Mr Beggs asked if such accusations made him angry.
The witness replied: “I can think of no worse criticism on somebody’s professional acumen that I received yesterday that have created sensationalist headlines.”
Earlier Mr Greenwood told the Warrington jury an incident of crushing at the 1981 semi-final at Hillsborough had played on his mind in subsequent years.
And he also wanted to keep a “strong lookout” for any public disorder after an incident when he claimed Liverpool fans “went wild” and tried to get at home fans during a league game at Hillsborough in 1985.
He said: “Yes, that era of hooliganism, public order was a major concern.”
On the day of the disaster he said 20 minutes before kick off there was a “carnival atmosphere” on the Leppings Lane terrace.
He said the “ultimate responsibility” for monitoring the numbers of fans in the pens was that of the police control box overlooking the terraces, where his boss and overall match commander Superintendent David Duckenfield was stationed.
Mr Greenwood said at 3.02pm he realised fans were in distress, and clambering on the perimeter fence made “frantic” shouting and hand signals for fans to move back.
Criticised as a “hopeless” response as disaster unfolded, the witness agreed with his lawyer Mr Beggs that it was, at the least, an “honest and heartfelt” attempt to do something and the best thing he could do immediately to try to help.
After his police radio failed as he tried to contact the police control box he ran on to the pitch to tell the referee to stop the match, timed at 3.06pm.
Mr Greenwood conceded though he did his best on the day - his best, along with that of other officers, was not good enough.

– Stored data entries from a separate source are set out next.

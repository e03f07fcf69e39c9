//! Engine selection by version tag.
//!
//! [`VersionedEncryptor`] holds one variant per engine, each carrying its own
//! key, and dispatches by `match`. Build it once at startup with
//! [`new_encryptor`] and hand it (or an `Arc` of it) to every consumer.

use tracing::debug;

use super::aead::AeadEngine;
use super::envelope::{RawEnvelope, Version};
use super::error::{CryptoError, Result};
use super::legacy::{self, LegacyEngine};
use super::Encryptor;
use crate::config::CryptoConfig;

/// An engine chosen by version tag.
#[derive(Debug, Clone)]
pub enum VersionedEncryptor {
    /// AES-GCM, the current scheme.
    Aead(AeadEngine),
    /// Deprecated AES-CBC, for reading and migrating old rows.
    Legacy(LegacyEngine),
}

impl VersionedEncryptor {
    /// The tag this engine writes.
    pub fn version(&self) -> Version {
        match self {
            VersionedEncryptor::Aead(e) => e.version(),
            VersionedEncryptor::Legacy(e) => e.version(),
        }
    }

    pub fn is_legacy(&self) -> bool {
        matches!(self, VersionedEncryptor::Legacy(_))
    }
}

impl Encryptor for VersionedEncryptor {
    fn encrypt_bytes(&self, plaintext: &[u8]) -> Result<String> {
        match self {
            VersionedEncryptor::Aead(e) => e.encrypt_bytes(plaintext),
            VersionedEncryptor::Legacy(e) => e.encrypt_bytes(plaintext),
        }
    }

    fn decrypt_bytes(&self, envelope: &str) -> Result<Vec<u8>> {
        match self {
            VersionedEncryptor::Aead(e) => e.decrypt_bytes(envelope),
            VersionedEncryptor::Legacy(e) => e.decrypt_bytes(envelope),
        }
    }
}

impl From<AeadEngine> for VersionedEncryptor {
    fn from(engine: AeadEngine) -> Self {
        VersionedEncryptor::Aead(engine)
    }
}

impl From<LegacyEngine> for VersionedEncryptor {
    fn from(engine: LegacyEngine) -> Self {
        VersionedEncryptor::Legacy(engine)
    }
}

/// Build the engine named by `config.encryption_version`.
///
/// Only `v1` (AES-GCM) is reachable from configuration. The legacy engine
/// must be constructed explicitly.
///
/// # Errors
///
/// Returns [`CryptoError::UnsupportedVersion`] for any other identifier and
/// [`CryptoError::InvalidKeyLength`] for a bad secret.
pub fn new_encryptor(config: &CryptoConfig) -> Result<VersionedEncryptor> {
    match config.encryption_version.parse::<Version>()? {
        Version::V1 => Ok(AeadEngine::new(config.secret_bytes())?.into()),
        other => Err(CryptoError::UnsupportedVersion(other.to_string())),
    }
}

/// Build the engine able to decrypt `envelope`, bound to `key`.
///
/// Only the version part (and, for `v1`, the salt-material length) is
/// inspected; the payload is not validated here.
///
/// - `v0` selects the legacy engine; the AES-GCM engine never writes it.
/// - `v1` is shared by both schemes. A 16-byte IV selects the legacy engine,
///   anything else the AES-GCM engine (whose nonce is 12 bytes).
///
/// # Errors
///
/// Returns [`CryptoError::InvalidFormat`] unless `envelope` has three
/// dot-separated parts, [`CryptoError::UnsupportedVersion`] for an unknown
/// tag, and [`CryptoError::InvalidKeyLength`] for a bad key.
pub fn encryptor_for_ciphertext(envelope: &str, key: &[u8]) -> Result<VersionedEncryptor> {
    let raw = RawEnvelope::split(envelope)?;
    let encryptor: VersionedEncryptor = match raw.version()? {
        Version::V0 => LegacyEngine::with_version(key, Version::V0)?.into(),
        Version::V1 if raw.salt_len() == Some(legacy::BLOCK_LEN) => LegacyEngine::new(key)?.into(),
        Version::V1 => AeadEngine::new(key)?.into(),
    };
    debug!(
        version = %raw.version,
        legacy = encryptor.is_legacy(),
        "resolved encryptor for ciphertext"
    );
    Ok(encryptor)
}
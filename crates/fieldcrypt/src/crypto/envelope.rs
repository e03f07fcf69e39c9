//! The textual ciphertext envelope shared by every engine.
//!
//! ```text
//! <version>.<base64(ciphertext)>.<base64(nonce or IV)>
//! ```
//!
//! Base64 is the standard alphabet with padding. This layout is persisted in
//! text columns and must stay bit-exact.

use std::fmt;
use std::str::FromStr;

use base64::{engine::general_purpose::STANDARD, Engine as _};

use super::error::{CryptoError, Result};

/// Separator between the three envelope parts.
pub const SEPARATOR: char = '.';

/// Version tags recognised in the first envelope part.
#[derive(Debug, Clone, Copy, PartialEq, Eq, Hash)]
pub enum Version {
    /// Distinct tag for envelopes written by the legacy AES-CBC engine.
    V0,
    /// Written by the AES-GCM engine, and by the legacy engine in its default
    /// configuration.
    V1,
}

impl Version {
    /// The version new configurations resolve to.
    pub const CURRENT: Version = Version::V1;

    pub fn as_str(self) -> &'static str {
        match self {
            Version::V0 => "v0",
            Version::V1 => "v1",
        }
    }
}

impl fmt::Display for Version {
    fn fmt(&self, f: &mut fmt::Formatter<'_>) -> fmt::Result {
        f.write_str(self.as_str())
    }
}

impl FromStr for Version {
    type Err = CryptoError;

    fn from_str(s: &str) -> Result<Self> {
        match s {
            "v0" => Ok(Version::V0),
            "v1" => Ok(Version::V1),
            other => Err(CryptoError::UnsupportedVersion(other.to_owned())),
        }
    }
}

/// The three undecoded parts of an envelope, borrowed from the input.
#[derive(Debug, Clone, Copy, PartialEq, Eq)]
pub struct RawEnvelope<'a> {
    pub version: &'a str,
    pub payload: &'a str,
    pub salt: &'a str,
}

impl<'a> RawEnvelope<'a> {
    /// Split `envelope` into its three parts without decoding them.
    ///
    /// # Errors
    ///
    /// Returns [`CryptoError::InvalidFormat`] unless there are exactly three
    /// dot-separated parts.
    pub fn split(envelope: &'a str) -> Result<Self> {
        let mut parts = envelope.split(SEPARATOR);
        match (parts.next(), parts.next(), parts.next(), parts.next()) {
            (Some(version), Some(payload), Some(salt), None) => Ok(Self {
                version,
                payload,
                salt,
            }),
            _ => Err(CryptoError::InvalidFormat),
        }
    }

    /// Parse the version tag.
    ///
    /// # Errors
    ///
    /// Returns [`CryptoError::UnsupportedVersion`] for an unknown tag.
    pub fn version(&self) -> Result<Version> {
        self.version.parse()
    }

    /// Decode the payload and salt-material parts.
    pub fn decode(&self) -> std::result::Result<(Vec<u8>, Vec<u8>), base64::DecodeError> {
        Ok((STANDARD.decode(self.payload)?, STANDARD.decode(self.salt)?))
    }

    /// Decoded length of the salt-material part, or `None` if it is not base64.
    pub fn salt_len(&self) -> Option<usize> {
        STANDARD.decode(self.salt).ok().map(|salt| salt.len())
    }
}

/// A fully decoded envelope.
#[derive(Debug, Clone, PartialEq, Eq)]
pub struct Envelope {
    /// The version tag, not validated against the known set.
    pub version: String,
    /// Ciphertext bytes (including the tag for AEAD envelopes).
    pub ciphertext: Vec<u8>,
    /// Nonce (AEAD) or IV (legacy CBC).
    pub salt: Vec<u8>,
}

/// Encode the binary parts and join all three with [`SEPARATOR`].
pub fn format(version: Version, ciphertext: &[u8], salt: &[u8]) -> String {
    format!(
        "{}{SEPARATOR}{}{SEPARATOR}{}",
        version,
        STANDARD.encode(ciphertext),
        STANDARD.encode(salt),
    )
}

/// Split and decode an envelope. The version value is not checked here.
///
/// # Errors
///
/// Returns [`CryptoError::InvalidFormat`] unless there are exactly three parts
/// and both binary parts are valid base64.
pub fn parse(envelope: &str) -> Result<Envelope> {
    let raw = RawEnvelope::split(envelope)?;
    let (ciphertext, salt) = raw.decode().map_err(|_| CryptoError::InvalidFormat)?;
    Ok(Envelope {
        version: raw.version.to_owned(),
        ciphertext,
        salt,
    })
}

impl FromStr for Envelope {
    type Err = CryptoError;

    fn from_str(s: &str) -> Result<Self> {
        parse(s)
    }
}

impl fmt::Display for Envelope {
    fn fmt(&self, f: &mut fmt::Formatter<'_>) -> fmt::Result {
        write!(
            f,
            "{}{SEPARATOR}{}{SEPARATOR}{}",
            self.version,
            STANDARD.encode(&self.ciphertext),
            STANDARD.encode(&self.salt),
        )
    }
}
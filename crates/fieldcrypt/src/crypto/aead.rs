//! AES-GCM engine: the current scheme for all new writes.
//!
//! Each call seals the plaintext under a fresh random 96-bit nonce with no
//! associated data. The 16-byte authentication tag is appended to the
//! ciphertext by the seal operation, so a tampered or wrong-key envelope fails
//! to open and no partial plaintext is ever returned.

use std::fmt;

use aes_gcm::{
    aead::{consts::U12, Aead, KeyInit},
    aes::Aes192,
    Aes128Gcm, Aes256Gcm, AesGcm, Nonce,
};

use super::envelope::{self, RawEnvelope, Version};
use super::error::{CryptoError, Result};
use super::{fill_random, Encryptor};
use crate::key::SecretKey;

/// Byte length of an AES-GCM nonce (12 bytes = 96 bits).
pub const NONCE_LEN: usize = 12;

/// Byte length of the authentication tag appended to every ciphertext.
pub const TAG_LEN: usize = 16;

type Aes192Gcm = AesGcm<Aes192, U12>;

/// AES-GCM keyed with a 128, 192 or 256-bit key.
#[derive(Clone)]
enum GcmCipher {
    Aes128(Aes128Gcm),
    Aes192(Aes192Gcm),
    Aes256(Aes256Gcm),
}

impl GcmCipher {
    fn new(key: &SecretKey) -> Result<Self> {
        let bytes = key.expose();
        let cipher = match bytes.len() {
            16 => Aes128Gcm::new_from_slice(bytes).map(Self::Aes128),
            24 => Aes192Gcm::new_from_slice(bytes).map(Self::Aes192),
            32 => Aes256Gcm::new_from_slice(bytes).map(Self::Aes256),
            n => return Err(CryptoError::InvalidKeyLength(n)),
        };
        cipher.map_err(|_| CryptoError::InvalidKeyLength(bytes.len()))
    }

    fn seal(&self, nonce: &[u8; NONCE_LEN], plaintext: &[u8]) -> Option<Vec<u8>> {
        let nonce = Nonce::from_slice(nonce);
        match self {
            Self::Aes128(c) => c.encrypt(nonce, plaintext),
            Self::Aes192(c) => c.encrypt(nonce, plaintext),
            Self::Aes256(c) => c.encrypt(nonce, plaintext),
        }
        .ok()
    }

    fn open(&self, nonce: &[u8], ciphertext: &[u8]) -> Option<Vec<u8>> {
        let nonce = Nonce::from_slice(nonce);
        match self {
            Self::Aes128(c) => c.decrypt(nonce, ciphertext),
            Self::Aes192(c) => c.decrypt(nonce, ciphertext),
            Self::Aes256(c) => c.decrypt(nonce, ciphertext),
        }
        .ok()
    }
}

/// The authenticated engine. Writes and reads envelopes tagged `v1`.
///
/// The key schedule is expanded once at construction; the raw key bytes are
/// not retained.
#[derive(Clone)]
pub struct AeadEngine {
    cipher: GcmCipher,
    version: Version,
}

impl AeadEngine {
    /// Tags this engine may write. Disjoint from the tags that
    /// [`encryptor_for_ciphertext`](super::encryptor_for_ciphertext) routes to
    /// the legacy engine, so every envelope it writes can be resolved back.
    pub const VERSIONS: [Version; 1] = [Version::V1];

    /// Build an engine tagging envelopes with `v1`.
    ///
    /// # Errors
    ///
    /// Returns [`CryptoError::InvalidKeyLength`] unless `key` is 16, 24 or 32
    /// bytes. A misconfigured key is a deployment error, so callers should
    /// treat this as fatal at startup.
    pub fn new(key: &[u8]) -> Result<Self> {
        Self::with_version(key, Version::V1)
    }

    /// Build an engine that writes and accepts `version` as its tag.
    ///
    /// # Errors
    ///
    /// Returns [`CryptoError::UnsupportedVersion`] for a tag outside
    /// [`AeadEngine::VERSIONS`], plus the errors of [`AeadEngine::new`].
    pub fn with_version(key: &[u8], version: Version) -> Result<Self> {
        Self::from_key(SecretKey::new(key)?, version)
    }

    /// As [`AeadEngine::with_version`], from an already validated key.
    pub fn from_key(key: SecretKey, version: Version) -> Result<Self> {
        if !Self::VERSIONS.contains(&version) {
            return Err(CryptoError::UnsupportedVersion(version.to_string()));
        }
        Ok(Self {
            cipher: GcmCipher::new(&key)?,
            version,
        })
    }

    pub fn version(&self) -> Version {
        self.version
    }
}

impl fmt::Debug for AeadEngine {
    fn fmt(&self, f: &mut fmt::Formatter<'_>) -> fmt::Result {
        f.debug_struct("AeadEngine")
            .field("version", &self.version)
            .finish_non_exhaustive()
    }
}

impl Encryptor for AeadEngine {
    fn encrypt_bytes(&self, plaintext: &[u8]) -> Result<String> {
        let mut nonce = [0u8; NONCE_LEN];
        fill_random(&mut nonce)?;

        let ciphertext = self
            .cipher
            .seal(&nonce, plaintext)
            .ok_or(CryptoError::Encryption("aead seal failed"))?;

        Ok(envelope::format(self.version, &ciphertext, &nonce))
    }

    fn decrypt_bytes(&self, envelope: &str) -> Result<Vec<u8>> {
        let raw = RawEnvelope::split(envelope)?;
        if raw.version()? != self.version {
            return Err(CryptoError::UnsupportedVersion(raw.version.to_owned()));
        }

        let (ciphertext, nonce) = raw
            .decode()
            .map_err(|_| CryptoError::Decryption("base64 decoding failed"))?;
        if nonce.len() != NONCE_LEN {
            return Err(CryptoError::Decryption("invalid nonce length"));
        }

        self.cipher
            .open(&nonce, &ciphertext)
            .ok_or(CryptoError::Decryption("authentication failed"))
    }
}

Mr Beggs continued: “Is that a matter of profound regret that’s lived with you since 1989?”
Mr Greenwood replied: “Absolutely.”
Mr Beggs continued: “Is that why you were overtaken by emotion giving evidence on the first day?”
Again Mr Greenwood looked close to tears, before answering: “Just pause for a moment please...yes, is the answer.”
Mr Greenwood agreed for a man of his “age and generation” it was difficult to show emotion.
He added: “Yes. I feel as if I should apologise but that’s the way it is.”
Mr Beggs continued: “In those fateful moments, one or two minutes past three, what you were experiencing was in truth, utterly horrifying?”
The witness replied: “Yes. Yes it was.”